Restate word for word the lines of the entries below, starting with the line that holds "section_body(&mut out, panel, theme);" and ending with the line that holds "use crate::application::dashboard_service::SectionView;", and no others.

▽

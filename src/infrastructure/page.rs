// HTML page writer for the dashboard
use crate::application::dashboard_service::{PageModel, Panel};
use crate::domain::charts::Drawing;
use crate::domain::section::{SectionContent, SectionStatus, Timeframe};
use crate::domain::theme::Theme;
use crate::infrastructure::svg::{escape, render_svg};
use std::fmt::Write;

fn timeframe_label(timeframe: Timeframe) -> &'static str {
    match timeframe {
        Timeframe::Daily => "Daily",
        Timeframe::Weekly => "Weekly",
        Timeframe::Monthly => "Monthly",
    }
}

fn chart_block(out: &mut String, caption: &str, drawing: Option<&Drawing>, theme: &Theme) {
    let _ = write!(out, "<figure class=\"chart\"><figcaption>{}</figcaption>", escape(caption));
    if let Some(drawing) = drawing {
        out.push_str(&render_svg(drawing, theme));
    }
    out.push_str("</figure>");
}

fn section_body(out: &mut String, panel: &Panel, theme: &Theme) {
    let content = match &panel.view.status {
        SectionStatus::Loading => {
            out.push_str("<p class=\"muted\">Loading…</p>");
            return;
        }
        SectionStatus::Failed { message } => {
            let _ = write!(
                out,
                "<div class=\"error\"><p>{}</p><form method=\"post\" action=\"/sections/{}/retry?then=page\"><button>Retry</button></form></div>",
                escape(message),
                panel.view.id
            );
            return;
        }
        SectionStatus::Ready(content) => content,
    };

    match content {
        SectionContent::Traffic { timeframe, .. } => {
            out.push_str("<nav class=\"timeframes\">");
            for option in Timeframe::ALL {
                let _ = write!(
                    out,
                    "<form method=\"post\" action=\"/timeframe/{}\"><button{}>{}</button></form>",
                    option.key(),
                    if option == *timeframe { " class=\"active\"" } else { "" },
                    timeframe_label(option)
                );
            }
            out.push_str("</nav><div class=\"pair\">");
            let label = timeframe_label(*timeframe);
            chart_block(out, &format!("Total Reports ({label})"), panel.drawings.first(), theme);
            chart_block(
                out,
                &format!("Misinformation Reports ({label})"),
                panel.drawings.get(1),
                theme,
            );
            out.push_str("</div>");
        }
        SectionContent::Categories { legend, .. } => {
            if legend.is_empty() {
                out.push_str("<p class=\"muted\">No category data available.</p>");
                return;
            }
            out.push_str("<div class=\"split\">");
            if let Some(drawing) = panel.drawings.first() {
                out.push_str(&render_svg(drawing, theme));
            }
            out.push_str("<ul class=\"legend\">");
            for entry in legend {
                let _ = write!(
                    out,
                    "<li><span class=\"swatch\" style=\"background:{}\"></span>{}<span class=\"muted\">{}%</span></li>",
                    escape(&entry.color),
                    escape(&entry.label),
                    entry.percent
                );
            }
            out.push_str("</ul></div>");
        }
        SectionContent::Radar { .. } => {
            if let Some(drawing) = panel.drawings.first() {
                out.push_str(&render_svg(drawing, theme));
            }
        }
        SectionContent::Map(data) => {
            let _ = write!(
                out,
                "<p>Top regions: <strong>{}</strong></p><p class=\"muted\">{} heat points, {} located reports</p><ul class=\"markers\">",
                escape(&data.top_regions),
                data.heat.len(),
                data.markers.len()
            );
            for marker in &data.markers {
                let _ = write!(
                    out,
                    "<li><span class=\"dot\" style=\"background:{}\"></span>{} <span class=\"muted\">Credibility: {}%</span></li>",
                    marker.color,
                    escape(marker.state.as_deref().unwrap_or("Unknown")),
                    marker.credibility_score
                );
            }
            out.push_str("</ul>");
        }
        SectionContent::Sources { entries } => {
            if entries.is_empty() {
                out.push_str("<p class=\"muted\">No sources found.</p>");
                return;
            }
            out.push_str("<ul class=\"sources\">");
            for entry in entries {
                let _ = write!(
                    out,
                    "<li><div class=\"row\"><strong>{}</strong><span class=\"muted\">{}%</span></div><div class=\"bar\"><div style=\"width:{}%\"></div></div></li>",
                    escape(&entry.domain),
                    entry.percentage,
                    entry.percentage
                );
            }
            out.push_str("</ul>");
        }
    }
}

const STYLE: &str = "body{margin:0;font-family:system-ui,sans-serif;background:var(--bg);color:var(--text)}\
main{display:grid;grid-template-columns:1fr 1fr;gap:16px;padding:16px}\
.column{display:flex;flex-direction:column;gap:16px;min-height:80px}\
section{border:1px solid var(--border);border-radius:24px;background:var(--card);padding:12px 16px;cursor:grab}\
header h2{margin:0;font-size:1rem}header p,.muted{color:var(--subtext);font-size:.8rem}\
.pair,.split{display:flex;gap:12px;flex-wrap:wrap}.chart{flex:1;margin:0}\
.swatch,.dot{display:inline-block;width:12px;height:12px;border-radius:3px;margin-right:8px}.dot{border-radius:50%}\
.legend,.sources,.markers{list-style:none;padding:0;flex:1}.row{display:flex;justify-content:space-between}\
.bar{height:8px;background:var(--border);border-radius:4px;overflow:hidden}.bar div{height:100%;background:var(--accentBlue)}\
.timeframes{display:flex;gap:4px}.timeframes form{margin:0}.active{font-weight:700}.error{color:#ef4444}";

/// Full dashboard document. Columns and sections carry `data-*` ids for the
/// drag collaborator.
pub fn render_page(model: &PageModel) -> String {
    let theme = Theme::get(model.theme);
    let mut out = String::with_capacity(16 * 1024);
    let _ = write!(
        out,
        "<!doctype html><html lang=\"en\"><head><meta charset=\"utf-8\"><title>Misinformation Dashboard</title><style>:root{{{}}}{}</style></head><body><main>",
        theme.css_variables(),
        STYLE
    );
    for (column, panels) in &model.columns {
        let _ = write!(out, "<div class=\"column\" data-column=\"{}\">", column.as_str());
        for panel in panels {
            let _ = write!(
                out,
                "<section data-section=\"{}\"><header><h2>{}</h2><p>{}</p></header>",
                panel.view.id,
                escape(panel.view.title),
                escape(panel.view.subtitle)
            );
            section_body(&mut out, panel, theme);
            out.push_str("</section>");
        }
        out.push_str("</div>");
    }
    out.push_str("</main></body></html>");
    out
}

#[cfg(test)]
mod tests {
    use super::*;
    use crate::application::dashboard_service::SectionView;
    use crate::domain::layout::ColumnId;
    use crate::domain::section::{SectionKind, SourceEntry};
    use crate::domain::theme::ThemeName;

    fn panel(kind: SectionKind, status: SectionStatus) -> Panel {
        Panel {
            view: SectionView {
                id: kind.id(),
                title: kind.title(),
                subtitle: kind.subtitle(),
                status,
            },
            drawings: Vec::new(),
        }
    }

    #[test]
    fn test_page_lists_columns_in_order() {
        let model = PageModel {
            theme: ThemeName::Dark,
            columns: vec![
                (ColumnId::Left, vec![panel(SectionKind::Map, SectionStatus::Loading)]),
                (
                    ColumnId::Right,
                    vec![
                        panel(
                            SectionKind::Sources,
                            SectionStatus::Ready(SectionContent::Sources {
                                entries: vec![SourceEntry {
                                    domain: "<evil>.com".to_string(),
                                    percentage: 42.0,
                                }],
                            }),
                        ),
                        panel(
                            SectionKind::Pie,
                            SectionStatus::Failed {
                                message: "Failed to fetch category data.".to_string(),
                            },
                        ),
                    ],
                ),
            ],
        };
        let html = render_page(&model);
        let left = html.find("data-column=\"left\"").unwrap();
        let right = html.find("data-column=\"right\"").unwrap();
        let map = html.find("data-section=\"map\"").unwrap();
        let sources = html.find("data-section=\"sources\"").unwrap();
        assert!(left < map && map < right && right < sources);
        assert!(html.contains("&lt;evil&gt;.com"));
        assert!(html.contains("/sections/pie/retry"));
        assert!(html.contains("Loading"));
    }
}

△

**YOUR SOLUTION**
            section_body(&mut out, panel, theme);
            out.push_str("</section>");
        }
        out.push_str("</div>");
    }
    out.push_str("</main></body></html>");
    out
}

#[cfg(test)]
mod tests {
    use super::*;
    use crate::application::dashboard_service::SectionView;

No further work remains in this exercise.